American impatience, American optimism, all seem summed in the phrase, “Move on.” We have a death or another greater or lesser loss and we’re adjured to get over it, to move on, not to wallow.

Eight years ago I was badly injured in a car crash–a kid going 80 on a Chicago expressway rear-ended us, knocking us across four lanes of traffic into a retaining wall. It took two years before I could walk more than a city block, and I will always have numbness in my hands and arms from the injury to my cervical spine. I was a runner and weight-lifter, now I’m a walker and a stretchy band user. I used to think a good day’s writing was 3 or 4000 words, now my stamina limits me to 15-1800.

I am nonetheless a grateful person: I can walk, I can travel, I can still write, sing, eat. I’ve “moved on,” but the loss is also always with me.
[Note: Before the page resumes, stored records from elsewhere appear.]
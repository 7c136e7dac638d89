//! # morph_engine
//!
//! Owns the live particle buffer and moves it, one frame at a time, toward
//! the current target [`PointCloud`] under the influence of a
//! [`GestureSignal`].
//!
//! ## Per-tick update
//!
//! 1. **Expansion**: with hands in view, `base + span × gain`; without,
//!    a slow breathing oscillation `sin(elapsed) × amplitude + 1`.
//! 2. **Tension**: the signal's tension with hands in view, else `0`.
//! 3. **Per-particle target**: the target point scaled by expansion.  Above
//!    the dead zone, tension pulls it toward the origin and adds uniform
//!    per-axis jitter, giving a clenched, vibrating field.
//! 4. **Lerp**: `pos += (target − pos) × min(1, rate × delta)`.  The clamp
//!    keeps a long frame (a stall, a dragged window) from overshooting.
//! 5. **Spin**: `rotation_y += base_spin + tension × tension_spin`.  The
//!    rotation is a rigid transform applied when rendering.
//!
//! Replacing the target never touches the live positions, so a new shape
//! morphs in from wherever the particles currently are.  Changing the
//! particle count reallocates the buffer and restarts from the origin.
//!
//! ```rust
//! use cloud_shapes::{generate, ShapeKind};
//! use hand_signal::GestureSignal;
//! use morph_engine::MorphEngine;
//!
//! let mut engine = MorphEngine::new(1000);
//! engine.set_target(generate(ShapeKind::Heart, 1000));
//! engine.tick(&GestureSignal::IDLE, 1.0 / 60.0);
//! assert_eq!(engine.state().positions().len(), 3000);
//! ```

use cloud_shapes::PointCloud;
use hand_signal::GestureSignal;
use rand::rngs::StdRng;
use rand::{Rng, SeedableRng};

// ════════════════════════════════════════════════════════════════════════════
// MorphParams
// ════════════════════════════════════════════════════════════════════════════

/// Tunable constants of the morph.  `Default` gives the stock feel.
#[derive(Clone, Copy, Debug, PartialEq)]
pub struct MorphParams {
    /// Exponential approach rate, per second.
    pub lerp_rate:         f32,
    /// Tension at or below this leaves the target untouched.
    pub dead_zone:         f32,
    /// Fraction of the radius removed at full tension.
    pub pull_strength:     f32,
    /// Jitter half-width per unit of tension.
    pub jitter:            f32,
    pub expansion_base:    f32,
    pub expansion_gain:    f32,
    pub breathe_amplitude: f32,
    /// Radians per tick.
    pub base_spin:         f32,
    /// Extra radians per tick at full tension.
    pub tension_spin:      f32,
}

impl Default for MorphParams {
    fn default() -> Self {
        MorphParams {
            lerp_rate:         4.0,
            dead_zone:         0.1,
            pull_strength:     0.8,
            jitter:            0.25,
            expansion_base:    0.5,
            expansion_gain:    2.0,
            breathe_amplitude: 0.1,
            base_spin:         0.001,
            tension_spin:      0.05,
        }
    }
}

impl MorphParams {
    /// `(expansion, tension)` for a signal at `elapsed` seconds.
    pub fn factors(&self, signal: &GestureSignal, elapsed: f32) -> (f32, f32) {
        if signal.hand_count > 0 {
            (self.expansion_base + signal.span * self.expansion_gain, signal.tension)
        } else {
            (elapsed.sin() * self.breathe_amplitude + 1.0, 0.0)
        }
    }

    /// Fraction of the remaining distance covered this tick, in `[0, 1]`.
    pub fn lerp_step(&self, delta: f32) -> f32 {
        if !delta.is_finite() || delta <= 0.0 {
            return 0.0;
        }
        (self.lerp_rate * delta).min(1.0)
    }
}

// ════════════════════════════════════════════════════════════════════════════
// ParticleState
// ════════════════════════════════════════════════════════════════════════════

/// Live particle positions plus the field's accumulated spin.
#[derive(Clone, Debug, PartialEq)]
pub struct ParticleState {
    positions:  Vec<f32>,
    rotation_y: f32,
}

impl ParticleState {
    /// `count` particles at the origin, no rotation.
    pub fn new(count: usize) -> Self {
        ParticleState { positions: vec![0.0; count * 3], rotation_y: 0.0 }
    }

    pub fn count(&self)       -> usize  { self.positions.len() / 3 }
    pub fn positions(&self)   -> &[f32] { &self.positions }
    pub fn rotation_y(&self)  -> f32    { self.rotation_y }

    pub fn point(&self, i: usize) -> [f32; 3] {
        let p = &self.positions[i * 3..i * 3 + 3];
        [p[0], p[1], p[2]]
    }

    /// Particle `i` with the field's Y rotation applied.
    pub fn rotated_point(&self, i: usize) -> [f32; 3] {
        let [x, y, z] = self.point(i);
        let (s, c) = self.rotation_y.sin_cos();
        [x * c + z * s, y, -x * s + z * c]
    }
}

// ════════════════════════════════════════════════════════════════════════════
// MorphEngine
// ════════════════════════════════════════════════════════════════════════════

pub struct MorphEngine {
    state:   ParticleState,
    target:  PointCloud,
    params:  MorphParams,
    elapsed: f32,
    rng:     StdRng,
}

impl MorphEngine {
    /// Engine for `count` particles with an entropy-seeded jitter source.
    pub fn new(count: usize) -> Self {
        Self::from_rng(count, StdRng::from_entropy())
    }

    /// Engine whose jitter sequence is reproducible.
    pub fn with_seed(count: usize, seed: u64) -> Self {
        Self::from_rng(count, StdRng::seed_from_u64(seed))
    }

    fn from_rng(count: usize, rng: StdRng) -> Self {
        MorphEngine {
            state:   ParticleState::new(count),
            target:  PointCloud::zeros(count),
            params:  MorphParams::default(),
            elapsed: 0.0,
            rng,
        }
    }

    pub fn with_params(mut self, params: MorphParams) -> Self {
        self.params = params;
        self
    }

    pub fn set_params(&mut self, params: MorphParams) { self.params = params; }

    pub fn params(&self)         -> &MorphParams   { &self.params }
    pub fn state(&self)          -> &ParticleState { &self.state }
    pub fn target(&self)         -> &PointCloud    { &self.target }
    pub fn elapsed(&self)        -> f32            { self.elapsed }
    pub fn particle_count(&self) -> usize          { self.state.count() }

    /// Swap the morph target.  Live positions are left where they are.
    pub fn set_target(&mut self, target: PointCloud) {
        if target.len_points() != self.particle_count() {
            log::debug!(
                "target has {} points for {} particles; missing coordinates read as 0",
                target.len_points(), self.particle_count()
            );
        }
        self.target = target;
    }

    /// Reallocate for a new particle count; every particle restarts at the
    /// origin.  A no-op when the count is unchanged.
    pub fn resize(&mut self, count: usize) {
        if count == self.particle_count() { return; }
        let rotation_y = self.state.rotation_y;
        self.state = ParticleState::new(count);
        self.state.rotation_y = rotation_y;
    }

    /// Advance one frame.  Returns the rotation added this tick.
    pub fn tick(&mut self, signal: &GestureSignal, delta: f32) -> f32 {
        let p = self.params;
        let step = p.lerp_step(delta);
        if step > 0.0 {
            self.elapsed += delta;
        }

        let (expansion, tension) = p.factors(signal, self.elapsed);
        let clenched = tension > p.dead_zone;
        let pull     = 1.0 - tension * p.pull_strength;
        let jitter   = p.jitter * tension;

        let target = &self.target;
        let rng    = &mut self.rng;
        for (i, pos) in self.state.positions.chunks_exact_mut(3).enumerate() {
            let mut goal = target.point(i);
            for axis in 0..3 {
                let mut g = goal[axis] * expansion;
                if clenched {
                    g = g * pull + rng.gen_range(-1.0f32..=1.0) * jitter;
                }
                goal[axis] = g;
            }
            for axis in 0..3 {
                pos[axis] += (goal[axis] - pos[axis]) * step;
            }
        }

        let spin = p.base_spin + tension * p.tension_spin;
        self.state.rotation_y += spin;
        spin
    }
}

// ════════════════════════════════════════════════════════════════════════════
// Tests
// ════════════════════════════════════════════════════════════════════════════
//! Software-rendered visualizer using `minifb`.
//!
//! Layout:
//!
//! ```text
//! ┌──────────────────────────────────────────────────────────────┐
//! │ PARTICLE FIELD                              2 HANDS DETECTED │
//! │ SHAPE  PARTICLES  COLOR                     PINCH / SPAN     │
//! │                                             tracking         │
//! │                    .  ..:::::..  .                           │
//! │                  .:::::::::::::::::.                         │
//! │                    ':::::::::::::'                           │
//! │                        ':::::'                               │
//! ├──────────────────────────────────────────────────────────────┤
//! │ status message                                               │
//! │ key legend                                                   │
//! └──────────────────────────────────────────────────────────────┘
//! ```
//!
//! Particles are projected through a perspective camera on the +z axis
//! looking at the origin and splatted additively, so dense regions glow.

use std::sync::mpsc::Sender;
use std::time::Duration;

use minifb::{Key, KeyRepeat, Window, WindowOptions};

use cloud_shapes::ShapeKind;

use crate::app::{AppCommand, AppState};
use crate::error::FieldError;
use crate::gesture::{SimInput, SimKey, TrackingStatus};
use crate::palette::{add_argb, blend};

// ════════════════════════════════════════════════════════════════════════════
// Layout constants
// ════════════════════════════════════════════════════════════════════════════

pub const WIN_W:     usize = 960;
pub const WIN_H:     usize = 640;
const STATUS_H:      usize = 52;
const STATUS_Y:      usize = WIN_H - STATUS_H;
const HUD_X:         usize = WIN_W - 230;
const BG_COLOR:      u32   = 0xFF050505;
const STATUS_BG:     u32   = 0xFF101018;
const TEXT_COLOR:    u32   = 0xFFEEEEEE;
const DIM_TEXT:      u32   = 0xFF888888;
const HANDS_ON:      u32   = 0xFF66FF99;
const HANDS_OFF:     u32   = 0xFFFF6666;
const GLYPH_SCALE:   usize = 2;
const GLYPH_ADVANCE: usize = 4 * GLYPH_SCALE;

/// Particle count change per `+`/`-` press.
pub const COUNT_STEP: usize = 500;

// ── camera ────────────────────────────────────────────────────────────────

const CAMERA_Z:      f32 = 8.0;
const FOV_Y_DEG:     f32 = 60.0;
const NEAR:          f32 = 0.1;
const POINT_SIZE:    f32 = 0.08;
const POINT_OPACITY: f32 = 0.8;

/// Screen position and splat size (pixels) of a world-space point, or
/// `None` when it is behind the camera.
pub fn project(p: [f32; 3]) -> Option<(f32, f32, f32)> {
    let depth = CAMERA_Z - p[2];
    if !depth.is_finite() || depth <= NEAR {
        return None;
    }
    let focal = (WIN_H as f32 / 2.0) / (FOV_Y_DEG.to_radians() / 2.0).tan();
    let k = focal / depth;
    Some((
        WIN_W as f32 / 2.0 + p[0] * k,
        STATUS_Y as f32 / 2.0 - p[1] * k,
        POINT_SIZE * k,
    ))
}

// ════════════════════════════════════════════════════════════════════════════
// Visualizer
// ════════════════════════════════════════════════════════════════════════════

pub struct Visualizer {
    window: Window,
    buf:    Vec<u32>,
    sim_tx: Sender<SimInput>,
    frame:  u64,
}

impl Visualizer {
    pub fn new(sim_tx: Sender<SimInput>) -> Result<Self, FieldError> {
        let mut window = Window::new(
            "Particle Field",
            WIN_W, WIN_H,
            WindowOptions {
                resize: false,
                ..WindowOptions::default()
            },
        )?;

        window.limit_update_rate(Some(Duration::from_millis(16))); // ~60fps

        Ok(Visualizer {
            window,
            buf: vec![BG_COLOR; WIN_W * WIN_H],
            sim_tx,
            frame: 0,
        })
    }

    pub fn is_open(&self) -> bool { self.window.is_open() }

    /// Poll the keyboard.  Simulated-hand keys go to the landmark source;
    /// everything else comes back as commands for the app.
    pub fn poll_input(&mut self) -> Vec<AppCommand> {
        let mut cmds = Vec::new();
        if !self.window.is_open() {
            cmds.push(AppCommand::Quit);
            return cmds;
        }

        let window   = &self.window;
        let one_shot = |k: Key| window.is_key_pressed(k, KeyRepeat::No);
        let held     = |k: Key| window.is_key_pressed(k, KeyRepeat::Yes);

        if one_shot(Key::Q) || one_shot(Key::Escape) {
            cmds.push(AppCommand::Quit);
            return cmds;
        }

        let shape_keys = [Key::Key1, Key::Key2, Key::Key3, Key::Key4, Key::Key5, Key::Key6];
        for (key, kind) in shape_keys.iter().zip(ShapeKind::PROCEDURAL) {
            if one_shot(*key) { cmds.push(AppCommand::SelectShape(kind)); }
        }
        if one_shot(Key::C) { cmds.push(AppCommand::CycleColor); }
        if one_shot(Key::G) { cmds.push(AppCommand::RequestPrompt); }
        if held(Key::Equal) || held(Key::NumPadPlus) {
            cmds.push(AppCommand::AdjustParticleCount(COUNT_STEP as isize));
        }
        if held(Key::Minus) || held(Key::NumPadMinus) {
            cmds.push(AppCommand::AdjustParticleCount(-(COUNT_STEP as isize)));
        }

        // ── simulated hands ───────────────────────────────────────────────
        // Send failures mean another source is active; ignore them.
        if one_shot(Key::H) {
            let _ = self.sim_tx.send(SimInput::KeyDown(SimKey::CycleHands));
        }
        for (key, sim) in [(Key::Space, SimKey::Pinch), (Key::Right, SimKey::Widen), (Key::Left, SimKey::Narrow)] {
            if one_shot(key)                 { let _ = self.sim_tx.send(SimInput::KeyDown(sim)); }
            if window.is_key_released(key)   { let _ = self.sim_tx.send(SimInput::KeyUp(sim));   }
        }

        cmds
    }

    /// Render one frame.
    pub fn render(&mut self, app: &AppState, tracking: &TrackingStatus) -> Result<(), FieldError> {
        self.frame += 1;
        self.buf.fill(BG_COLOR);

        // ── Particles ─────────────────────────────────────────────────────
        let sel   = app.selection();
        let color = sel.color.scaled(POINT_OPACITY).to_argb();
        let state = app.engine().state();
        for i in 0..state.count() {
            if let Some((sx, sy, size)) = project(state.rotated_point(i)) {
                self.splat(sx, sy, size, color);
            }
        }

        // ── Selection ─────────────────────────────────────────────────────
        self.draw_label("PARTICLE FIELD", 12, 12, sel.color.to_argb());
        let info = format!(
            "SHAPE {}   PARTICLES {}   COLOR {}",
            sel.kind.name(), sel.particle_count, sel.color,
        );
        self.draw_label(&info, 12, 34, DIM_TEXT);

        // ── Hands ─────────────────────────────────────────────────────────
        let signal = app.signal();
        let (hands, hands_color) = match signal.hand_count {
            0 => ("NO HANDS".to_string(), HANDS_OFF),
            1 => ("1 HAND DETECTED".to_string(), HANDS_ON),
            n => (format!("{} HANDS DETECTED", n), HANDS_ON),
        };
        self.draw_label(&hands, HUD_X, 12, hands_color);
        let pinch = format!("PINCH {:>3}%", (signal.tension * 100.0).round() as u32);
        let span  = format!("SPAN  {:>3}%", (signal.span.clamp(0.0, 1.0) * 100.0).round() as u32);
        self.draw_label(&pinch, HUD_X, 34, TEXT_COLOR);
        self.draw_label(&span,  HUD_X, 52, TEXT_COLOR);
        let tracking_color = match tracking {
            TrackingStatus::Active => DIM_TEXT,
            _                      => HANDS_OFF,
        };
        self.draw_label(tracking.label(), HUD_X, 70, tracking_color);

        if app.is_generating() {
            let pulse = (self.frame as f32 * 0.12).sin() * 0.5 + 0.5;
            let c = blend(DIM_TEXT, sel.color.to_argb(), pulse);
            self.draw_label("GENERATING...", HUD_X, 92, c);
        }

        // ── Status bar ────────────────────────────────────────────────────
        self.fill_rect(0, STATUS_Y, WIN_W, STATUS_H, STATUS_BG);
        self.draw_label(&app.status, 12, STATUS_Y + 10, TEXT_COLOR);
        self.draw_label(
            "1-6 SHAPE  C COLOR  +/- POINTS  G PROMPT  H HANDS  SPACE PINCH  ARROWS SPAN  Q QUIT",
            12, STATUS_Y + 32, DIM_TEXT,
        );

        self.window.update_with_buffer(&self.buf, WIN_W, WIN_H)?;
        Ok(())
    }

    // ── Primitive drawing helpers ─────────────────────────────────────────

    /// Additive square splat centred on `(sx, sy)`, clipped above the
    /// status bar.
    fn splat(&mut self, sx: f32, sy: f32, size: f32, color: u32) {
        let half = (size / 2.0).max(0.5);
        let x0 = (sx - half).round().max(0.0) as usize;
        let y0 = (sy - half).round().max(0.0) as usize;
        let x1 = ((sx + half).round().max(0.0) as usize).min(WIN_W);
        let y1 = ((sy + half).round().max(0.0) as usize).min(STATUS_Y);
        for row in y0..y1 {
            for col in x0..x1 {
                let px = &mut self.buf[row * WIN_W + col];
                *px = add_argb(*px, color);
            }
        }
    }

    fn fill_rect(&mut self, x: usize, y: usize, w: usize, h: usize, color: u32) {
        for row in y..(y+h).min(WIN_H) {
            for col in x..(x+w).min(WIN_W) {
                self.buf[row * WIN_W + col] = color;
            }
        }
    }

    fn set_pixel(&mut self, x: usize, y: usize, color: u32) {
        if x < WIN_W && y < WIN_H {
            self.buf[y * WIN_W + x] = color;
        }
    }

    /// 3×5 bitmap font drawn at `GLYPH_SCALE`.
    fn draw_label(&mut self, text: &str, x: usize, y: usize, color: u32) {
        let mut cx = x;
        for ch in text.chars() {
            if cx + GLYPH_ADVANCE > WIN_W { break; }
            for (row, &bits) in char_glyph(ch).iter().enumerate() {
                for col in 0..3usize {
                    if bits & (1 << (2 - col)) == 0 { continue; }
                    for dy in 0..GLYPH_SCALE {
                        for dx in 0..GLYPH_SCALE {
                            self.set_pixel(
                                cx + col * GLYPH_SCALE + dx,
                                y + row * GLYPH_SCALE + dy,
                                color,
                            );
                        }
                    }
                }
            }
            cx += GLYPH_ADVANCE;
        }
    }
}

// ────────────────────────────────────────────────────────────────────────────
// Minimal 3×5 bitmap font
// ────────────────────────────────────────────────────────────────────────────

fn char_glyph(c: char) -> [u8; 5] {
    match c.to_ascii_uppercase() {
        '0' => [0b111, 0b101, 0b101, 0b101, 0b111],
        '1' => [0b010, 0b110, 0b010, 0b010, 0b111],
        '2' => [0b111, 0b001, 0b111, 0b100, 0b111],
        '3' => [0b111, 0b001, 0b111, 0b001, 0b111],
        '4' => [0b101, 0b101, 0b111, 0b001, 0b001],
        '5' => [0b111, 0b100, 0b111, 0b001, 0b111],
        '6' => [0b111, 0b100, 0b111, 0b101, 0b111],
        '7' => [0b111, 0b001, 0b001, 0b001, 0b001],
        '8' => [0b111, 0b101, 0b111, 0b101, 0b111],
        '9' => [0b111, 0b101, 0b111, 0b001, 0b111],
        'A' => [0b111, 0b101, 0b111, 0b101, 0b101],
        'B' => [0b110, 0b101, 0b110, 0b101, 0b110],
        'C' => [0b111, 0b100, 0b100, 0b100, 0b111],
        'D' => [0b110, 0b101, 0b101, 0b101, 0b110],
        'E' => [0b111, 0b100, 0b111, 0b100, 0b111],
        'F' => [0b111, 0b100, 0b111, 0b100, 0b100],
        'G' => [0b111, 0b100, 0b101, 0b101, 0b111],
        'H' => [0b101, 0b101, 0b111, 0b101, 0b101],
        'I' => [0b111, 0b010, 0b010, 0b010, 0b111],
        'J' => [0b001, 0b001, 0b001, 0b101, 0b111],
        'K' => [0b101, 0b101, 0b110, 0b101, 0b101],
        'L' => [0b100, 0b100, 0b100, 0b100, 0b111],
        'M' => [0b101, 0b111, 0b101, 0b101, 0b101],
        'N' => [0b111, 0b101, 0b101, 0b101, 0b101],
        'O' => [0b111, 0b101, 0b101, 0b101, 0b111],
        'P' => [0b111, 0b101, 0b111, 0b100, 0b100],
        'Q' => [0b111, 0b101, 0b101, 0b111, 0b001],
        'R' => [0b110, 0b101, 0b110, 0b101, 0b101],
        'S' => [0b111, 0b100, 0b111, 0b001, 0b111],
        'T' => [0b111, 0b010, 0b010, 0b010, 0b010],
        'U' => [0b101, 0b101, 0b101, 0b101, 0b111],
        'V' => [0b101, 0b101, 0b101, 0b010, 0b010],
        'W' => [0b101, 0b101, 0b101, 0b111, 0b101],
        'X' => [0b101, 0b101, 0b010, 0b101, 0b101],
        'Y' => [0b101, 0b101, 0b111, 0b010, 0b010],
        'Z' => [0b111, 0b001, 0b010, 0b100, 0b111],
        '/' => [0b001, 0b001, 0b010, 0b100, 0b100],
        '-' => [0b000, 0b000, 0b111, 0b000, 0b000],
        '.' => [0b000, 0b000, 0b000, 0b000, 0b010],
        ',' => [0b000, 0b000, 0b000, 0b010, 0b100],
        ':' => [0b000, 0b010, 0b000, 0b010, 0b000],
        ';' => [0b000, 0b010, 0b000, 0b010, 0b100],
        '=' => [0b000, 0b111, 0b000, 0b111, 0b000],
        '+' => [0b000, 0b010, 0b111, 0b010, 0b000],
        '%' => [0b101, 0b001, 0b010, 0b100, 0b101],
        '#' => [0b101, 0b111, 0b101, 0b111, 0b101],
        '(' => [0b001, 0b010, 0b010, 0b010, 0b001],
        ')' => [0b100, 0b010, 0b010, 0b010, 0b100],
        '"' => [0b101, 0b101, 0b000, 0b000, 0b000],
        '\'' => [0b010, 0b010, 0b000, 0b000, 0b000],
        '!' => [0b010, 0b010, 0b010, 0b000, 0b010],
        '?' => [0b111, 0b001, 0b010, 0b000, 0b010],
        '_' => [0b000, 0b000, 0b000, 0b000, 0b111],
        ' ' => [0b000, 0b000, 0b000, 0b000, 0b000],
        _   => [0b000, 0b000, 0b010, 0b000, 0b000], // fallback dot
    }
}

// ════════════════════════════════════════════════════════════════════════════
// Tests
// ════════════════════════════════════════════════════════════════════════════
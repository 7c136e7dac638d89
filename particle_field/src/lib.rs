//! # particle_field
//!
//! A cloud of particles that morphs between shapes and answers to your
//! hands: pinch to clench and spin it, spread two hands apart to grow it.
//!
//! ## Gesture → effect
//!
//! | Gesture | Effect |
//! |---|---|
//! | No hands | Current shape breathes slowly |
//! | Pinch / fist (tension) | Field contracts, vibrates and spins faster |
//! | Two hands apart (span) | Field expands with the wrist distance |
//!
//! ## Shapes
//!
//! Six procedural shapes (heart, sphere, ringed planet, rose, seated
//! figure, burst) come from `cloud_shapes`.  A text prompt can ask an AI
//! model for any other shape; the returned point list becomes the Custom
//! target.  Generation runs on a worker thread and never stalls the frame.
//!
//! ## Feature flags
//!
//! * (default): **Simulation mode**: keyboard-driven hands, or a recorded
//!   landmark file with `--replay`.
//! * `leap`: **Hardware mode**: polls a real LeapMotion controller via LeapC.
//!
//! ### Keyboard
//!
//! | Key | Action |
//! |---|---|
//! | `1`–`6` | Heart, Sphere, Saturn, Flower, Buddha, Fireworks |
//! | `C` | Next colour |
//! | `+` / `-` | More / fewer particles |
//! | `G` | Type a prompt in the terminal for an AI shape |
//! | `H` | Simulated hands: none → one → two |
//! | `Space` (hold) | Simulated pinch |
//! | `←` / `→` (hold) | Move simulated hands together / apart |
//! | `Q` / `Esc` | Quit |

pub mod error;
pub mod palette;
pub mod gesture;
pub mod generator;
pub mod visualizer;
pub mod app;

pub use error::FieldError;
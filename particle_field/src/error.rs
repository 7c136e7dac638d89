//! Application-level error type.

use thiserror::Error;

use cloud_shapes::CloudError;

/// Anything that stops the particle field from starting or running.
///
/// Tracking and generation failures are not here: they are reported in the
/// status bar and the session carries on.
#[derive(Debug, Error)]
pub enum FieldError {
    #[error("window error: {0}")]
    Window(#[from] minifb::Error),

    #[error("I/O error: {0}")]
    Io(#[from] std::io::Error),

    #[error("point cloud: {0}")]
    Cloud(#[from] CloudError),
}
Many people endure far greater losses, of limb, of loved ones, of capacity. Last year, one of the White Sox fielders suffered a murder in his family and had a shaky year . The Chicago Tribune adjured Alexei Ramirez  to get over it, not bring it on the field with him (I didn’t clip the story so I don’t have the exact quote.)

How do we grieve in a society that doesn’t want to dwell on loss? I’ve had a run of deaths in my circle this year, some of family members, some of friends. My energy is low; I am often depleted, unable to reach out and respond  to the needs of others. My husband, whose grief is compounded by age, diminished memory, loss of all but one old friend,  makes me  feel some times that there isn’t room for my own mourning in the house, so my grieving goes underground. There are days when one foot in front of the other is a struggle.

Grief counseling is recommended, grief therapy. These are helpful for some people in some contexts, but they also seem to say that grief isn’t part of everyday life: turn to a grief expert as you do to a computer expert or plumber. Solve that problem and get back in the saddle.

I want people to know that we all mourn at some point, we all need to weave loss into the fabric of life. Telling a mourner to move on is a form of shaming: you’re too weak, you’re grieving.

Loss creates a permanent hole. Some losses, some holes, are bigger than others, but they are all permanent, like my loss of physical ability. We learn to live without the limb, or the loved one, or the skill we once rejoiced in. We can enjoy love and life, maybe more deeply because we’ve woven loss into our lives. I don’t want to wallow or linger in my grief, but I want to respect it, learn from it, learn from others on how to cope with it.

We are all on the same journey, from birth to death. How we make the journey is the crucial challenge, not how fast we move on toward that finish line.